# Pioneer 4 you IPV 6X



## mc_zamo (22/8/16)

Hey everyone

Just wanted to find out wat kind of an experience you guys had with the IPV 6. Pros vs cons?? I had my eye on it for a while now and just wanted to check back before pulling the trigger how some who own this device have found it? After the whole sig 213 saga I just want to make sure there isn't any hidden agenda with this sexy ass mod. I have only come across a few reviews mainly first looks and all I've heard is good things. I guess I'm kinda waiting for that 1 review that will burst my bubble but so far so good. I know yihi is famous for their quality sx chips and having owned an sx mini M class myself I have had the pleasure of vaping on such a great device. So the big question here is if you lost it would you go out and buy another 1???

Reactions: Like 1 | Can relate 1


----------



## Ernest (23/8/16)

Hi, I've had mine only for about a week, but I'm very happy. It's the smallest dual battery mod I've seen and it replaced my other regulated mods in a flash. 
I've never used the yihi chip before so cannot really compare, but it's accurate and that's all that matters to me. The mod is very well made and easy to operate. Without the batteries and tank the mod weighs almost nothing. 
I love this mod and actually consider getting another one in a different color, just because it is so cheap.


----------



## MrSoomar (23/8/16)

Ernest said:


> Hi, I've had mine only for about a week, but I'm very happy. It's the smallest dual battery mod I've seen and it replaced my other regulated mods in a flash.
> I've never used the yihi chip before so cannot really compare, but it's accurate and that's all that matters to me. The mod is very well made and easy to operate. Without the batteries and tank the mod weighs almost nothing.
> I love this mod and actually consider getting another one in a different color, just because it is so cheap.

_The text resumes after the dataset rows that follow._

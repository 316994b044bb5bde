//! File-backed account store for the support desk
//!
//! This crate keeps the list of registered accounts, their credentials and
//! the currently logged-in account in a single JSON document on disk. Every
//! operation is a synchronous read-modify-write of that document, so two
//! handles pointing at the same path always agree.
//!
//! Failures carry the message meant for the user (`Email already registered`,
//! `Invalid email or password`, ...). None of them is retried.
//!
//! # Examples
//!
//! ```ignore
//! use account_store::AccountStore;
//!
//! let store = AccountStore::open_default();
//! let user = store.signup("Sarah Wilson", "sarah@example.com", "s3cret")?;
//! assert_eq!(user.avatar.as_deref(), Some("SW"));
//! assert!(store.is_authenticated()?);
//! ```

#![warn(missing_docs)]

mod document;
mod error;
mod password;
mod types;

pub use document::default_path;
pub use error::{AccountError, Result, StorageError};
pub use types::{avatar_initials, ProfileUpdate, User};

use document::{read_document, write_document_atomic};
use std::path::{Path, PathBuf};

/// Message shown after a successful signup.
pub const SIGNUP_SUCCESS: &str = "Account created successfully";

/// Message shown after a successful login.
pub const LOGIN_SUCCESS: &str = "Logged in successfully";

/// Message shown after a successful profile update.
pub const PROFILE_UPDATE_SUCCESS: &str = "Profile updated successfully";

/// Handle to an account document at a fixed path.
///
/// The handle itself holds no account data; it is cheap to clone and every
/// call reads the document fresh.
#[derive(Debug, Clone, PartialEq, Eq)]
pub struct AccountStore {
    path: PathBuf,
}

impl AccountStore {
    /// Open the store backed by the document at `path`.
    ///
    /// The file is not touched until the first operation; a missing file
    /// behaves as an empty store.
    pub fn open(path: impl Into<PathBuf>) -> Self {
        Self { path: path.into() }
    }

    /// Open the store at [`default_path`].
    pub fn open_default() -> Self {
        Self::open(default_path())
    }

    /// Path of the backing document.
    pub fn path(&self) -> &Path {
        &self.path
    }

    /// Register a new account and log it in.
    ///
    /// # Errors
    /// * `AccountError::EmailTaken` - An account with this email exists; the
    ///   document is left unchanged
    /// * `AccountError::Storage` - Failed to read or write the document
    pub fn signup(&self, name: &str, email: &str, password: &str) -> Result<User> {
        let mut doc = read_document(&self.path)?;

        if doc.find_by_email(email).is_some() {
            log::debug!("signup rejected, email already registered: {}", email);
            return Err(AccountError::EmailTaken);
        }

        let now = chrono::Utc::now();
        let mut millis = now.timestamp_millis();
        // Two signups inside the same millisecond must not share an id.
        while doc.users.iter().any(|u| u.id == format!("user-{}", millis)) {
            millis += 1;
        }

        let user = User {
            id: format!("user-{}", millis),
            name: name.to_string(),
            email: email.to_string(),
            avatar: Some(avatar_initials(name)),
            created_at: now.to_rfc3339(),
        };

        doc.credentials
            .insert(email.to_string(), password::hash(password)?);
        doc.users.push(user.clone());
        doc.current_user = Some(user.clone());
        write_document_atomic(&self.path, &doc)?;

        log::info!("account created: {}", user.id);
        Ok(user)
    }

    /// Verify credentials and log the matching account in.
    ///
    /// # Errors
    /// * `AccountError::InvalidCredentials` - Unknown email, no stored
    ///   credentials, or wrong password
    /// * `AccountError::Storage` - Failed to read or write the document
    pub fn login(&self, email: &str, password: &str) -> Result<User> {
        let mut doc = read_document(&self.path)?;

        let user = doc
            .find_by_email(email)
            .cloned()
            .ok_or(AccountError::InvalidCredentials)?;

        let stored = doc
            .credentials
            .get(email)
            .ok_or(AccountError::InvalidCredentials)?;

        if !password::verify(password, stored) {
            log::debug!("login rejected for {}", email);
            return Err(AccountError::InvalidCredentials);
        }

        doc.current_user = Some(user.clone());
        write_document_atomic(&self.path, &doc)?;
        Ok(user)
    }

    /// Clear the logged-in account. Logging out twice is not an error.
    pub fn logout(&self) -> Result<()> {
        let mut doc = read_document(&self.path)?;
        if doc.current_user.take().is_some() {
            write_document_atomic(&self.path, &doc)?;
        }
        Ok(())
    }

    /// The logged-in account, if any.
    pub fn current_user(&self) -> Result<Option<User>> {
        Ok(read_document(&self.path)?.current_user)
    }

    /// Returns `true` if an account is logged in.
    pub fn is_authenticated(&self) -> Result<bool> {
        Ok(self.current_user()?.is_some())
    }

    /// All registered accounts, in signup order.
    pub fn users(&self) -> Result<Vec<User>> {
        Ok(read_document(&self.path)?.users)
    }

    /// Apply `update` to the logged-in account.
    ///
    /// The stored account and the current-user record are both replaced with
    /// the merged result. Changing the email moves the stored credentials to
    /// the new address.
    ///
    /// # Errors
    /// * `AccountError::NotAuthenticated` - Nobody is logged in
    /// * `AccountError::UserNotFound` - The logged-in account is no longer listed
    /// * `AccountError::EmailTaken` - The new email belongs to another account
    /// * `AccountError::Storage` - Failed to read or write the document
    pub fn update_profile(&self, update: ProfileUpdate) -> Result<User> {
        let mut doc = read_document(&self.path)?;

        let current_id = doc
            .current_user
            .as_ref()
            .map(|u| u.id.clone())
            .ok_or(AccountError::NotAuthenticated)?;

        let index = doc
            .users
            .iter()
            .position(|u| u.id == current_id)
            .ok_or(AccountError::UserNotFound)?;

        let old_email = doc.users[index].email.clone();
        if let Some(new_email) = update.email.as_deref() {
            if new_email != old_email && doc.find_by_email(new_email).is_some() {
                return Err(AccountError::EmailTaken);
            }
        }

        let mut updated = doc.users[index].clone();
        update.apply(&mut updated);

        if updated.email != old_email {
            if let Some(hash) = doc.credentials.remove(&old_email) {
                doc.credentials.insert(updated.email.clone(), hash);
            }
        }

        doc.users[index] = updated.clone();
        doc.current_user = Some(updated.clone());
        write_document_atomic(&self.path, &doc)?;
        Ok(updated)
    }
}
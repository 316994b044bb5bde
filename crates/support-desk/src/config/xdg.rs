//! Platform-aware path resolution for support-desk.
//!
//! On **Linux**, follows the XDG Base Directory Specification:
//! - Config: `$XDG_CONFIG_HOME/support-desk` or `~/.config/support-desk`
//!
//! On **macOS**, uses Apple conventions with the XDG env var override:
//! - Config: `$XDG_CONFIG_HOME/support-desk` or `~/Library/Application Support/support-desk`

use std::fs;
use std::path::{Path, PathBuf};

const APP_NAME: &str = "support-desk";

/// Returns the configuration directory for support-desk.
///
/// Resolution order:
/// 1. `$XDG_CONFIG_HOME/support-desk` (if env var set, any platform)
/// 2. Platform default:
///    - Linux: `~/.config/support-desk`
///    - macOS: `~/Library/Application Support/support-desk`
pub fn config_dir() -> PathBuf {
    if let Ok(xdg) = std::env::var("XDG_CONFIG_HOME") {
        return PathBuf::from(xdg).join(APP_NAME);
    }
    platform_config_dir().join(APP_NAME)
}

/// Platform-native config base directory (without XDG override).
///
/// Falls back to the current directory when no home directory is known.
fn platform_config_dir() -> PathBuf {
    #[cfg(target_os = "macos")]
    {
        // ~/Library/Application Support
        dirs::config_dir().unwrap_or_else(|| PathBuf::from("."))
    }
    #[cfg(not(target_os = "macos"))]
    {
        // ~/.config (XDG default on Linux)
        dirs::home_dir()
            .unwrap_or_else(|| PathBuf::from("."))
            .join(".config")
    }
}

/// Returns the path to the main configuration file.
///
/// Resolves to `config_dir()/config.toml`.
pub fn config_path() -> PathBuf {
    config_dir().join("config.toml")
}

/// Expands a leading `~` in a path string to the user's home directory.
///
/// If the path does not start with `~`, or no home directory is known, it is
/// returned as-is.
pub fn expand_tilde(path: &str) -> PathBuf {
    let home = match dirs::home_dir() {
        Some(home) => home,
        None => return PathBuf::from(path),
    };
    if let Some(rest) = path.strip_prefix("~/") {
        home.join(rest)
    } else if path == "~" {
        home
    } else {
        PathBuf::from(path)
    }
}

/// Creates a directory and all parent directories with mode 0700.
///
/// Equivalent to `mkdir -p` with restricted permissions.
pub fn ensure_dir(path: &Path) -> std::io::Result<()> {
    fs::create_dir_all(path)?;
    #[cfg(unix)]
    {
        use std::os::unix::fs::PermissionsExt;
        fs::set_permissions(path, fs::Permissions::from_mode(0o700))?;
    }
    Ok(())
}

This is making the ipv6 sound like a winner so far, have you tried using it in tc mode? Do u by any chance know which ss wires it would fire?


----------



## Ernest (23/8/16)

It is preset with SS316 and Ni, Ti, but has a manual TCR so you can fire any wire capable of Tc.

Reactions: Like 1 | Thanks 1


----------



## MrSoomar (23/8/16)

Ernest said:


> It is preset with SS316 and Ni, Ti, but has a manual TCR so you can fire any wire capable of Tc.


Ok sweet so it will be able to fire anything  thanks man!

Reactions: Like 1


----------



## Kalashnikov (23/8/16)

Ernest said:


> Hi, I've had mine only for about a week, but I'm very happy. It's the smallest dual battery mod I've seen and it replaced my other regulated mods in a flash.
> I've never used the yihi chip before so cannot really compare, but it's accurate and that's all that matters to me. The mod is very well made and easy to operate. Without the batteries and tank the mod weighs almost nothing.
> I love this mod and actually consider getting another one in a different color, just because it is so cheap.


Bud please upload a pic of it next to some other devices if you can. I really want to get it also. Just wanna see how small it really is.


----------



## Ernest (23/8/16)

Kalashnikov said:


> Bud please upload a pic of it next to some other devices if you can. I really want to get it also. Just wanna see how small it really is.



Give me a sec.

Reactions: Thanks 1


----------



## Ernest (23/8/16)

a couple of mods I had lying around the office. Sorry for the quality, I still have to get a new phone, but then they go and release a new mod 
From Left. Reo Grand, iStick 40, ipv 6x, Leprechaun, Cuboid, Cloupor GT.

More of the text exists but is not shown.